From TED: “We are the loneliest society in human history. There was a recent study that asked Americans, ‘Do you feel like you’re no longer close to anyone?’ And 39 percent of people said that described them. ‘No longer close to anyone.’ In the international measurements of loneliness, Britain and the rest of Europe are just behind the US . . .
. . . We’ve all been fed since birth, a kind of KFC for the soul. We’ve been trained to look for happiness in all the wrong places, and just like junk food doesn’t meet your nutritional needs and actually makes you feel terrible, junk values don’t meet your psychological needs, and they take you away from a good life . . . I thought, isn’t this kind of obvious? Isn’t this almost like banal, right? If I said to everyone here, none of you are going to lie on your deathbed and think about all the shoes you bought and all the retweets you got, you’re going to think about moments of love, meaning and connection in your life. I think that seems almost like a cliché. But I kept talking to professor Kasser and saying, ‘Why am I feeling this strange doubleness?’ And he said, ‘At some level, we all know these things. But in this culture, we don’t live by them.’ We know them so well they’ve become clichés, but we don’t live by them. I kept asking why, why would we know something so profound, but not live by it? And after a while, professor Kasser said to me, ‘Because we live in a machine that is designed to get us to neglect what is important about life.’ I had to really think about that. ‘Because we live in a machine that is designed to get us to neglect what is important about life.’

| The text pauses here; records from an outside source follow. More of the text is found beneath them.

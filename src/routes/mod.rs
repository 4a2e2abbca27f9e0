// SPDX-License-Identifier: MIT
// Copyright 2026 Roland Dreier <roland@rolandd.dev>

//! HTTP route handlers.

pub mod courses;

use crate::middleware::auth::TOKEN_HEADER;
use crate::AppState;
use axum::extract::DefaultBodyLimit;
use axum::http::{header, HeaderName, Method};
use axum::{middleware, routing::get, Json, Router};
use serde::Serialize;
use std::sync::Arc;
use tower_http::cors::CorsLayer;
use tower_http::trace::{DefaultMakeSpan, DefaultOnResponse, TraceLayer};
use tracing::Level;

#[derive(Serialize)]
pub struct HealthResponse {
    pub status: String,
    pub build_id: String,
}

/// Health check response
async fn health_check() -> Json<HealthResponse> {
    let build_id = option_env!("BUILD_ID").unwrap_or("unknown").to_string();
    Json(HealthResponse {
        status: "ok".to_string(),
        build_id,
    })
}

/// Build the complete router with all routes.
pub fn create_router(state: Arc<AppState>) -> Router {
    // CORS layer - allow requests from frontend URL and localhost (for dev)
    let frontend_url = state.config.frontend_url.clone();
    let cors = CorsLayer::new()
        .allow_origin(tower_http::cors::AllowOrigin::predicate(
            move |origin: &axum::http::HeaderValue, _request_parts: &axum::http::request::Parts| {
                let origin_str = origin.to_str().unwrap_or("");
                origin_str == frontend_url
                    || origin_str.starts_with("http://localhost")
                    || origin_str.starts_with("http://127.0.0.1")
            },
        ))
        .allow_methods([Method::GET, Method::POST, Method::OPTIONS])
        .allow_headers([
            header::CONTENT_TYPE,
            header::ACCEPT,
            HeaderName::from_static(TOKEN_HEADER),
        ]);

    Router::new()
        .route("/health", get(health_check))
        .merge(courses::routes())
        .layer(DefaultBodyLimit::max(state.config.max_upload_bytes))
        .layer(middleware::from_fn(
            crate::middleware::security::add_security_headers,
        ))
        .layer(cors)
        .layer(
            TraceLayer::new_for_http()
                .make_span_with(DefaultMakeSpan::new().level(Level::INFO))
                .on_response(DefaultOnResponse::new().level(Level::INFO)),
        )
        .with_state(state)
}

. . . I kept thinking, you know: Why did it take me so long to see these insights? Because when you explain them to people — some of them are more complicated, but not all — when you explain this to people, it’s not like rocket science, right? At some level, we already know these things. Why do we find it so hard to understand? I think there’s many reasons. But I think one reason is that we have to change our understanding of what depression and anxiety actually are . . . what we’re implicitly saying to people is, ‘Your pain doesn’t mean anything. It’s just a malfunction. It’s like a glitch in a computer program, it’s just a wiring problem in your head.’ But I was only able to start changing my life when I realized your depression is not a malfunction. It’s a signal. Your depression is a signal. It’s telling you something.”